5.Conclusão: Por isso, a lei positiva do estado deverá tender, antes de tudo, para a paz social e para a construção do consenso social, a respeito dos valores fundamentais, começando pelo da vida. Quando isto não for possível, a lei positiva deve deixar um espaço amplo às diferentes opiniões, admitir ate objecções de consciência, mas sempre com a garantia dos direitos fundamentais de todos os cidadãos. Seja como for, a sociedade pluralista também tenderá sempre – precisamente para promover a convivência pacífica – para descobrir os valores morais e políticos que são os pressupostos da legislação estatal.
Na sociedade pluralista actual que vê, lado a lado, homens de fé, opiniões e culturas diferentes, a lei positiva que, por um lado, deve respeitar o direito fundamental da pessoa para poder manifestar a sua fé (Dignitatis Humanae, 2 ) e as suas opiniões, por outro, tem também a obrigação de tutelar os direitos fundamentais do Homem: o direito à vida, à saúde física e psíquica da pessoa nos diversos estados da vida, à integridade da pessoa e à sua liberdade, e a todas as condições sociais ( como, por exemplo, uma instrução suficiente, um trabalho digno, a possibilidade de praticar a sua fé) que contribuem para o crescimento e para a plena realização do homem.[2]
Neste sentido, no primeiro titulo do CIC, dedicado às leis eclesiásticas, afirma num dos pontos que a lei ”tem de ser imposta pela autoridade competente; isto é, por um oficio eclesiástico dotado de poder legislativo. Portanto, os órgãos dotados de poder executivo, como os Dicastérios da Cúria Romana (Const. Ap. Pastor Bónus, art. 18) ou os vigários gerais ou episcopais, não são competentes para ditar leis”.[3]Sendo assim, “(...) é preciso ter em conta que nos Princípios directivos para os trabalhos de revisão que elaborou a Comissão e aprovou o Sínodo dos Bispos em 1967, foi adoptado o critério de que«devem distinguir-se claramente as diversas funções de poder eclesiástico: a saber, o legislativo, administrativo e judicial», nº7 (cf. Commnicationes, 1, 1969, p 83). Neste sentido, a lei deve considerar-se como manifestação típica da função legislativa.[4]

Bibliografia

P. MATRANGA, Dicionário de Bioética, Lei Positiva, Perpétuo Socorro, Vila Nova de Gaia, Portugal, 2001.

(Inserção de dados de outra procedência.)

//! Cooperative stop signal shared by the worker threads.
//!
//! Triggering drops the only sender of a zero-capacity channel, so every
//! thread parked in `wait` wakes at once instead of finishing its sleep.
use crossbeam_channel as xch;
use std::sync::atomic::{AtomicBool, Ordering};
use std::sync::{Arc, Mutex};
use std::time::Duration;

#[derive(Clone)]
pub struct Shutdown {
    inner: Arc<Inner>,
}

struct Inner {
    flag: AtomicBool,
    tx: Mutex<Option<xch::Sender<()>>>,
    rx: xch::Receiver<()>,
}

impl Default for Shutdown {
    fn default() -> Self {
        Self::new()
    }
}

impl Shutdown {
    pub fn new() -> Self {
        let (tx, rx) = xch::bounded(0);
        Self {
            inner: Arc::new(Inner {
                flag: AtomicBool::new(false),
                tx: Mutex::new(Some(tx)),
                rx,
            }),
        }
    }

    pub fn trigger(&self) {
        self.inner.flag.store(true, Ordering::SeqCst);
        let mut tx = self
            .inner
            .tx
            .lock()
            .unwrap_or_else(std::sync::PoisonError::into_inner);
        tx.take();
    }

    #[inline]
    pub fn is_triggered(&self) -> bool {
        self.inner.flag.load(Ordering::SeqCst)
    }

    /// Sleep up to `d`; returns `true` if shutdown was requested meanwhile.
    pub fn wait(&self, d: Duration) -> bool {
        if self.is_triggered() {
            return true;
        }
        match self.inner.rx.recv_timeout(d) {
            Err(xch::RecvTimeoutError::Timeout) => self.is_triggered(),
            _ => true,
        }
    }

    /// Block until shutdown is requested.
    pub fn wait_forever(&self) {
        if self.is_triggered() {
            return;
        }
        let _ = self.inner.rx.recv();
    }
}

impl std::fmt::Debug for Shutdown {
    fn fmt(&self, f: &mut std::fmt::Formatter<'_>) -> std::fmt::Result {
        f.debug_struct("Shutdown")
            .field("triggered", &self.is_triggered())
            .finish()
    }
}
//! A scale that exists only in memory, for demos and tests without hardware.
//!
//! The simulated device emits one frame per `period`, walking a profile of
//! `(weight, frames)` steps and starting over at the end. Time is real: a
//! port left unread accumulates frames the way a UART queue would.

use std::collections::VecDeque;
use std::time::{Duration, Instant};

use weigher_traits::{BoxError, LinkSettings, PortEnumerator, ScalePort};

/// Frames the simulated device keeps queued before dropping the oldest.
const QUEUE_FRAMES: usize = 256;
const FRAME_LEN: usize = 11;

/// What the simulated scale shows over time.
#[derive(Debug, Clone, PartialEq, Eq)]
pub struct SimProfile {
    /// `(weight, frames)`: hold `weight` for `frames` consecutive frames.
    pub steps: Vec<(i32, u32)>,
    pub period: Duration,
}

impl Default for SimProfile {
    /// Empty platform, a truck driving on, settling, then leaving.
    fn default() -> Self {
        Self {
            steps: vec![
                (0, 30),
                (420, 2),
                (980, 2),
                (1_247, 1),
                (1_250, 40),
                (1_251, 1),
                (1_250, 20),
                (610, 2),
                (0, 40),
            ],
            period: Duration::from_millis(100),
        }
    }
}

impl SimProfile {
    /// Hold one weight forever.
    pub fn constant(weight: i32) -> Self {
        Self {
            steps: vec![(weight, 1)],
            ..Self::default()
        }
    }

    fn weight_at(&self, frame_index: u64) -> i32 {
        let cycle: u64 = self.steps.iter().map(|(_, n)| u64::from((*n).max(1))).sum();
        if cycle == 0 {
            return 0;
        }
        let mut i = frame_index % cycle;
        for (w, n) in &self.steps {
            let n = u64::from((*n).max(1));
            if i < n {
                return *w;
            }
            i -= n;
        }
        0
    }
}

/// 11-byte scale frame for `weight`, right-aligned, with the `n` marker on negatives.
pub fn sim_frame(weight: i32) -> [u8; FRAME_LEN] {
    let mut out = *b"ww       kg";
    if weight < 0 {
        out[1] = b'n';
    }
    let digits = format!("{weight:>7}");
    let digits = digits.as_bytes();
    // out-of-range values keep their lowest seven characters
    let src = &digits[digits.len().saturating_sub(7)..];
    out[9 - src.len()..9].copy_from_slice(src);
    out
}

pub struct SimulatedScale {
    name: String,
    profile: SimProfile,
    started: Instant,
    emitted: u64,
    queue: VecDeque<u8>,
    read_timeout: Duration,
}

impl SimulatedScale {
    pub fn new(name: impl Into<String>, profile: SimProfile) -> Self {
        Self {
            name: name.into(),
            profile,
            started: Instant::now(),
            emitted: 0,
            queue: VecDeque::new(),
            read_timeout: Duration::from_secs(2),
        }
    }

    /// Append every frame that is due by now.
    fn refill(&mut self) {
        let period = self.profile.period.max(Duration::from_millis(1));
        let due = (self.started.elapsed().as_nanos() / period.as_nanos()) as u64 + 1;
        while self.emitted < due {
            let frame = sim_frame(self.profile.weight_at(self.emitted));
            self.queue.extend(frame);
            self.emitted += 1;
        }
        while self.queue.len() > QUEUE_FRAMES * FRAME_LEN {
            self.queue.drain(..FRAME_LEN);
        }
    }

    fn until_next_frame(&self) -> Duration {
        let period = self.profile.period.max(Duration::from_millis(1));
        let next = period.saturating_mul(self.emitted.min(u64::from(u32::MAX)) as u32);
        next.saturating_sub(self.started.elapsed())
    }
}

impl ScalePort for SimulatedScale {
    fn name(&self) -> &str {
        &self.name
    }

    fn bytes_to_read(&mut self) -> Result<usize, BoxError> {
        self.refill();
        Ok(self.queue.len())
    }

    fn read_chunk(&mut self, buf: &mut [u8]) -> Result<usize, BoxError> {
        self.refill();
        if self.queue.is_empty() {
            std::thread::sleep(self.until_next_frame().min(self.read_timeout));
            self.refill();
        }
        let n = buf.len().min(self.queue.len());
        for (dst, src) in buf.iter_mut().zip(self.queue.drain(..n)) {
            *dst = src;
        }
        Ok(n)
    }

    fn clear_input(&mut self) -> Result<(), BoxError> {
        self.refill();
        self.queue.clear();
        Ok(())
    }

    fn set_read_timeout(&mut self, timeout: Duration) -> Result<(), BoxError> {
        self.read_timeout = timeout;
        Ok(())
    }
}

/// Enumerator exposing a single simulated scale.
#[derive(Debug, Clone)]
pub struct SimulatedEnumerator {
    name: String,
    profile: SimProfile,
}

impl SimulatedEnumerator {
    pub fn new(name: impl Into<String>, profile: SimProfile) -> Self {
        Self {
            name: name.into(),
            profile,
        }
    }
}

impl Default for SimulatedEnumerator {
    fn default() -> Self {
        Self::new("SIM0", SimProfile::default())
    }
}

impl PortEnumerator for SimulatedEnumerator {
    fn list(&self) -> Result<Vec<String>, BoxError> {
        Ok(vec![self.name.clone()])
    }

    fn open(&self, name: &str, settings: &LinkSettings) -> Result<Box<dyn ScalePort>, BoxError> {
        if name != self.name {
            return Err(format!("no simulated port named {name}").into());
        }
        let mut port = SimulatedScale::new(name, self.profile.clone());
        port.set_read_timeout(settings.read_timeout)?;
        tracing::debug!(port = %name, "simulated scale opened");
        Ok(Box::new(port))
    }
}

#[cfg(test)]
mod tests {
    use super::*;
    use rstest::rstest;

    #[rstest]
    #[case(1250, b"ww   1250kg")]
    #[case(0, b"ww      0kg")]
    #[case(-40, b"wn    -40kg")]
    #[case(9_999_999, b"ww9999999kg")]
    fn frames_are_right_aligned(#[case] w: i32, #[case] expected: &[u8; 11]) {
        assert_eq!(&sim_frame(w), expected);
    }

    #[test]
    fn profile_cycles() {
        let p = SimProfile {
            steps: vec![(1, 2), (5, 1)],
            period: Duration::from_millis(100),
        };
        let seq: Vec<i32> = (0..6).map(|i| p.weight_at(i)).collect();
        assert_eq!(seq, vec![1, 1, 5, 1, 1, 5]);
    }

    #[test]
    fn first_frame_is_available_immediately() {
        let mut s = SimulatedScale::new("SIM0", SimProfile::constant(777));
        assert_eq!(s.bytes_to_read().unwrap(), 11);
        let mut buf = [0u8; 11];
        assert_eq!(s.read_chunk(&mut buf).unwrap(), 11);
        assert_eq!(&buf, b"ww    777kg");
    }

    #[test]
    fn read_waits_for_the_next_frame() {
        let profile = SimProfile {
            period: Duration::from_millis(5),
            ..SimProfile::constant(3)
        };
        let mut s = SimulatedScale::new("SIM0", profile);
        s.clear_input().unwrap();
        let mut buf = [0u8; 66];
        let n = s.read_chunk(&mut buf).unwrap();
        assert!(n >= 11);
        assert_eq!(n % 11, 0);
    }

    #[test]
    fn enumerator_opens_only_its_port() {
        let e = SimulatedEnumerator::default();
        assert_eq!(e.list().unwrap(), vec!["SIM0".to_string()]);
        assert!(e.open("SIM0", &LinkSettings::default()).is_ok());
        assert!(e.open("COM1", &LinkSettings::default()).is_err());
    }
}
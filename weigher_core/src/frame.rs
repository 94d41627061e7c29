//! Wire frames from the scale and the receive buffer that resynchronizes on them.
//!
//! A frame is 11 ASCII bytes: `w`, then `w` or `n`, a 7-character numeric
//! field, then `kg`. The numeric field may contain spaces and a `-` marker.
//! The sign comes only from the `-`; the `n` marker is accepted but does not
//! make a reading negative on its own.

use crate::error::FrameError;

/// Length of one frame on the wire.
pub const FRAME_LEN: usize = 11;
/// Byte that starts every frame.
pub const FRAME_START: u8 = b'w';
const SUFFIX: &[u8; 2] = b"kg";
const FIELD: std::ops::Range<usize> = 2..9;

/// Frame validity predicate: prefix, marker byte and unit suffix.
#[inline]
pub fn is_valid_frame(candidate: &[u8]) -> bool {
    candidate.len() == FRAME_LEN
        && candidate[0] == FRAME_START
        && matches!(candidate[1], b'w' | b'n')
        && &candidate[9..11] == SUFFIX
}

/// Decode the numeric field of a frame that already passed `is_valid_frame`.
///
/// Spaces are stripped; if a `-` appears anywhere it is removed and the
/// magnitude negated.
pub fn parse_weight(frame: &[u8]) -> Result<i32, FrameError> {
    if !frame.is_ascii() {
        return Err(FrameError::NotAscii);
    }
    let field = &frame[FIELD];
    let negative = field.contains(&b'-');
    let digits: String = field
        .iter()
        .filter(|b| **b != b' ' && **b != b'-')
        .map(|b| char::from(*b))
        .collect();
    if digits.is_empty() {
        return Err(FrameError::EmptyField);
    }
    let magnitude: i32 = digits
        .parse()
        .map_err(|_| FrameError::BadDigits(String::from_utf8_lossy(field).into_owned()))?;
    Ok(if negative { -magnitude } else { magnitude })
}

/// Build a frame carrying `weight`, right-aligned in the numeric field.
///
/// Negative values put the `-` in front of the digits and use the `n` marker.
/// Returns `None` when the value does not fit in seven characters.
pub fn encode_frame(weight: i32) -> Option<[u8; FRAME_LEN]> {
    let field = format!("{weight:>7}");
    if field.len() != 7 {
        return None;
    }
    let mut out = [0u8; FRAME_LEN];
    out[0] = FRAME_START;
    out[1] = if weight < 0 { b'n' } else { b'w' };
    out[FIELD].copy_from_slice(field.as_bytes());
    out[9..11].copy_from_slice(SUFFIX);
    Some(out)
}

/// Result of scanning a buffer for the next frame.
#[derive(Debug, Clone, PartialEq, Eq)]
pub enum Scan {
    /// A valid frame ending at `consumed` decoded to `weight`.
    Sample { weight: i32, consumed: usize },
    /// A frame-shaped slice ending at `consumed` had a malformed numeric field.
    Malformed { error: FrameError, consumed: usize },
    /// No complete valid frame yet.
    Incomplete,
}

/// Find the first valid frame in `buf`.
///
/// Every position holding a `w` with a full frame behind it is tried; a
/// candidate that fails the validity predicate is skipped and the scan moves
/// on, so garbage containing stray `w` bytes cannot stall the stream.
pub fn scan(buf: &[u8]) -> Scan {
    if buf.len() < FRAME_LEN {
        return Scan::Incomplete;
    }
    for i in 0..=buf.len() - FRAME_LEN {
        if buf[i] != FRAME_START {
            continue;
        }
        let candidate = &buf[i..i + FRAME_LEN];
        if !is_valid_frame(candidate) {
            continue;
        }
        let consumed = i + FRAME_LEN;
        return match parse_weight(candidate) {
            Ok(weight) => Scan::Sample { weight, consumed },
            Err(error) => Scan::Malformed { error, consumed },
        };
    }
    Scan::Incomplete
}

/// Unconsumed serial input for one port session.
///
/// Consumed frames (and whatever preceded them) are removed from the front.
/// When no frame can be found and the buffer has outgrown
/// `max_unframed_bytes`, everything is dropped so garbage input cannot grow it
/// without bound.
#[derive(Debug, Clone)]
pub struct RawBuffer {
    bytes: Vec<u8>,
    max_unframed_bytes: usize,
}

impl RawBuffer {
    pub fn new(max_unframed_bytes: usize) -> Self {
        Self {
            bytes: Vec::with_capacity(max_unframed_bytes.max(FRAME_LEN) * 2),
            max_unframed_bytes,
        }
    }

    pub fn extend(&mut self, chunk: &[u8]) {
        self.bytes.extend_from_slice(chunk);
    }

    pub fn len(&self) -> usize {
        self.bytes.len()
    }

    pub fn is_empty(&self) -> bool {
        self.bytes.is_empty()
    }

    pub fn clear(&mut self) {
        self.bytes.clear();
    }

    /// Pull the next decoded sample out of the buffer, if a complete one is there.
    pub fn next_sample(&mut self) -> Option<i32> {
        loop {
            match scan(&self.bytes) {
                Scan::Sample { weight, consumed } => {
                    self.bytes.drain(..consumed);
                    tracing::trace!(weight, "frame decoded");
                    return Some(weight);
                }
                Scan::Malformed { error, consumed } => {
                    tracing::warn!(
                        error = %error,
                        frame = %String::from_utf8_lossy(&self.bytes[consumed - FRAME_LEN..consumed]),
                        "discarding malformed frame"
                    );
                    self.bytes.drain(..consumed);
                }
                Scan::Incomplete => {
                    if self.bytes.len() > self.max_unframed_bytes {
                        tracing::debug!(
                            len = self.bytes.len(),
                            "no valid frame in receive buffer, discarding"
                        );
                        self.bytes.clear();
                    }
                    return None;
                }
            }
        }
    }
}
//! One-shot "read now" capture on the port the acquisition loop holds.
//!
//! The reader takes the port lock for the whole capture, so the loop pauses
//! at its next read. A shutdown request ends the capture at the next read
//! boundary. The first stable window is recorded without the dispatch
//! policy's duplicate and interval suppression.

use std::sync::Arc;
use std::time::Duration;

use weigher_traits::clock::Clock;
use weigher_traits::{ScalePort, WeightSink};

use crate::config::{AcquisitionCfg, Identity, StabilityCfg};
use crate::error::ScaleError;
use crate::fault::{map_port_error, map_sink_error};
use crate::frame::RawBuffer;
use crate::shutdown::Shutdown;
use crate::slot::PortSlot;
use crate::window::StabilizationWindow;

/// A stable weight captured on demand.
#[derive(Debug, Clone, Copy, PartialEq, Eq)]
pub struct Capture {
    pub weight: i32,
    /// Whether the sink accepted the record.
    pub recorded: bool,
}

/// Parameters of a single capture.
#[derive(Debug, Clone, Copy)]
pub struct CaptureCfg {
    pub stability: StabilityCfg,
    pub max_unframed_bytes: usize,
    /// Read timeout used for each read inside the capture.
    pub poll: Duration,
    /// Absolute bound on the whole capture.
    pub timeout: Duration,
}

impl From<&AcquisitionCfg> for CaptureCfg {
    fn from(c: &AcquisitionCfg) -> Self {
        Self {
            stability: c.stability,
            max_unframed_bytes: c.timing.max_unframed_bytes,
            poll: c.timing.poll,
            timeout: c.on_demand.timeout,
        }
    }
}

/// Discard stale input, then read until a window is stable or time runs out.
///
/// `Ok(None)` means the scale never settled within `cfg.timeout` or
/// `shutdown` fired first. Each read waits at most `cfg.poll`.
pub fn capture_stable<C: Clock>(
    port: &mut dyn ScalePort,
    cfg: &CaptureCfg,
    clock: &C,
    shutdown: &Shutdown,
) -> Result<Option<i32>, ScaleError> {
    port.clear_input().map_err(|e| map_port_error(e.as_ref()))?;
    port.set_read_timeout(cfg.poll)
        .map_err(|e| map_port_error(e.as_ref()))?;

    let start = clock.now();
    let mut buffer = RawBuffer::new(cfg.max_unframed_bytes);
    let mut window = StabilizationWindow::new(cfg.stability);
    let mut chunk = [0u8; 64];
    while clock.elapsed_since(start) < cfg.timeout {
        if shutdown.is_triggered() {
            tracing::debug!("capture abandoned: shutting down");
            return Ok(None);
        }
        let n = match port.read_chunk(&mut chunk) {
            Ok(n) => n,
            Err(e) => match map_port_error(e.as_ref()) {
                ScaleError::Timeout => 0,
                other => return Err(other),
            },
        };
        buffer.extend(&chunk[..n]);
        while let Some(sample) = buffer.next_sample() {
            window.push(sample);
            if let Some(v) = window.stable_value() {
                return Ok(Some(v));
            }
        }
    }
    Ok(None)
}

pub struct OnDemandReader<S: WeightSink, C: Clock> {
    slot: Arc<PortSlot>,
    sink: S,
    identity: Identity,
    cfg: CaptureCfg,
    clock: C,
    shutdown: Shutdown,
}

impl<S: WeightSink, C: Clock> OnDemandReader<S, C> {
    /// `shutdown` cuts a running capture short so `stop` is not held up
    /// behind the port lock.
    pub fn new(
        slot: Arc<PortSlot>,
        sink: S,
        cfg: &AcquisitionCfg,
        clock: C,
        shutdown: Shutdown,
    ) -> Self {
        Self {
            slot,
            sink,
            identity: cfg.identity.clone(),
            cfg: cfg.into(),
            clock,
            shutdown,
        }
    }

    /// Capture a stable weight now and record it.
    ///
    /// Fails with `NotConnected` when no port is open. A transport error
    /// closes the port so the acquisition loop rescans. A sink failure is
    /// logged and reported through `Capture::recorded`. `Ok(None)` also
    /// covers a capture cut short by shutdown.
    pub fn read_now(&self) -> Result<Option<Capture>, ScaleError> {
        let captured = {
            let mut guard = self.slot.lock();
            let Some(port) = guard.as_mut() else {
                return Err(ScaleError::NotConnected);
            };
            self.slot.note_handoff();
            tracing::debug!(port = %port.name(), "on-demand capture started");
            match capture_stable(&mut **port, &self.cfg, &self.clock, &self.shutdown) {
                Ok(v) => v,
                Err(e) => {
                    if e.is_transport() {
                        *guard = None;
                    }
                    tracing::warn!(error = %e, "on-demand capture failed");
                    return Err(e);
                }
            }
        };

        let Some(weight) = captured else {
            if self.shutdown.is_triggered() {
                return Ok(None);
            }
            tracing::info!(
                timeout_ms = self.cfg.timeout.as_millis() as u64,
                "no stable reading"
            );
            return Ok(None);
        };
        let Identity {
            source_id,
            group_id,
        } = &self.identity;
        let recorded = match self.sink.record(weight, source_id, group_id) {
            Ok(()) => {
                tracing::info!(weight, "on-demand weight recorded");
                true
            }
            Err(e) => {
                tracing::error!(weight, error = %map_sink_error(e.as_ref()), "failed to record on-demand weight");
                false
            }
        };
        Ok(Some(Capture { weight, recorded }))
    }
}
use std::time::Duration;

use weigher_hardware::{SimProfile, SimulatedEnumerator};
use weigher_traits::{LinkSettings, PortEnumerator, ScalePort};

#[test]
fn simulated_stream_is_whole_frames() {
    let profile = SimProfile {
        steps: vec![(0, 2), (1250, 3)],
        period: Duration::from_millis(2),
    };
    let e = SimulatedEnumerator::new("SIM9", profile);
    let names = e.list().unwrap();
    let mut port = e
        .open(&names[0], &LinkSettings::default())
        .expect("open simulated port");
    port.set_read_timeout(Duration::from_millis(20)).unwrap();

    let mut collected = Vec::new();
    let mut buf = [0u8; 32];
    while collected.len() < 11 * 10 {
        let n = port.read_chunk(&mut buf).unwrap();
        collected.extend_from_slice(&buf[..n]);
    }
    for frame in collected.chunks_exact(11) {
        assert_eq!(frame[0], b'w');
        assert_eq!(&frame[9..], b"kg");
    }
    let weights: Vec<&[u8]> = collected.chunks_exact(11).take(5).map(|f| &f[2..9]).collect();
    assert_eq!(
        weights,
        vec![
            &b"      0"[..],
            &b"      0"[..],
            &b"   1250"[..],
            &b"   1250"[..],
            &b"   1250"[..],
        ]
    );
}
//! The single open scale port, shared by the acquisition loop and the
//! on-demand reader.
//!
//! Whoever holds the lock owns the serial stream. The acquisition loop takes
//! it for one bounded read at a time; an on-demand capture holds it for the
//! whole capture and bumps the handoff counter so the loop knows its partial
//! buffer no longer lines up with the stream.

use std::sync::atomic::{AtomicU64, Ordering};
use std::sync::{Mutex, MutexGuard};

use weigher_traits::ScalePort;

pub type PortGuard<'a> = MutexGuard<'a, Option<Box<dyn ScalePort>>>;

#[derive(Default)]
pub struct PortSlot {
    port: Mutex<Option<Box<dyn ScalePort>>>,
    handoffs: AtomicU64,
}

impl PortSlot {
    pub fn new() -> Self {
        Self::default()
    }

    /// Take the port lock. A holder that panicked leaves the slot usable: the
    /// poison is cleared and the caller decides whether to keep the port.
    pub fn lock(&self) -> PortGuard<'_> {
        match self.port.lock() {
            Ok(g) => g,
            Err(poisoned) => {
                tracing::warn!("port slot was poisoned by a panicking holder");
                self.port.clear_poison();
                poisoned.into_inner()
            }
        }
    }

    /// Install a freshly opened port, replacing (and closing) any previous one.
    pub fn install(&self, port: Box<dyn ScalePort>) {
        *self.lock() = Some(port);
    }

    /// Close the current port, if any; returns its name.
    pub fn close(&self) -> Option<String> {
        let old = self.lock().take();
        old.map(|p| p.name().to_owned())
    }

    pub fn is_connected(&self) -> bool {
        self.lock().is_some()
    }

    pub fn port_name(&self) -> Option<String> {
        self.lock().as_ref().map(|p| p.name().to_owned())
    }

    /// Record that another reader consumed bytes from the stream.
    pub fn note_handoff(&self) {
        self.handoffs.fetch_add(1, Ordering::SeqCst);
    }

    pub fn handoffs(&self) -> u64 {
        self.handoffs.load(Ordering::SeqCst)
    }
}

impl std::fmt::Debug for PortSlot {
    fn fmt(&self, f: &mut std::fmt::Formatter<'_>) -> std::fmt::Result {
        f.debug_struct("PortSlot")
            .field("port", &self.port_name())
            .field("handoffs", &self.handoffs())
            .finish()
    }
}
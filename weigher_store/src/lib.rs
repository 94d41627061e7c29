#![cfg_attr(all(not(debug_assertions), not(test)), deny(warnings))]
#![allow(clippy::module_name_repetitions, clippy::missing_errors_doc)]
#![cfg_attr(not(test), deny(clippy::unwrap_used, clippy::expect_used))]
//! `WeightSink` implementations.
//!
//! - `JsonlStore`: local append-only file with pruning
//! - `RemoteApiSink`: central HTTP API

pub mod atomic;
pub mod error;
pub mod jsonl;
pub mod remote;

pub use error::{Result, StoreError};
pub use jsonl::{JsonlStore, StoredRecord};
pub use remote::RemoteApiSink;
use thiserror::Error;

#[derive(Debug, Error)]
pub enum StoreError {
    #[error("weight cannot be negative: {0}")]
    NegativeWeight(i32),
    #[error("store io: {0}")]
    Io(#[from] std::io::Error),
    #[error("store encoding: {0}")]
    Json(#[from] serde_json::Error),
    #[error("http: {0}")]
    Http(#[from] reqwest::Error),
    #[error("remote api answered {status}: {body}")]
    Status { status: u16, body: String },
    #[error("remote api response missing field {0:?}")]
    MissingField(&'static str),
}

pub type Result<T> = std::result::Result<T, StoreError>;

Código de Direito Canónico, Livro I, Das Normas Gerais, TituloI, De legibus ecclesiasticis, Braga, Portugal, 1997.

Dicionário da língua Portuguesa-2004, porto editora, Porto, Portugal, 2003.

Carlos Verdete Ribas Manuel
Nº T 737, IVº Ano

[1] cf. Dicionário da língua Portuguesa-2004, porto editora,Porto,Portugal,2003. 1006
[2] Cf. P. MATRANGA, Dicionário de Bioética, Lei Positiva, Perpétuo Socorro, Vila Nova de Gaia, Portugal, 2001. pp. 654-656.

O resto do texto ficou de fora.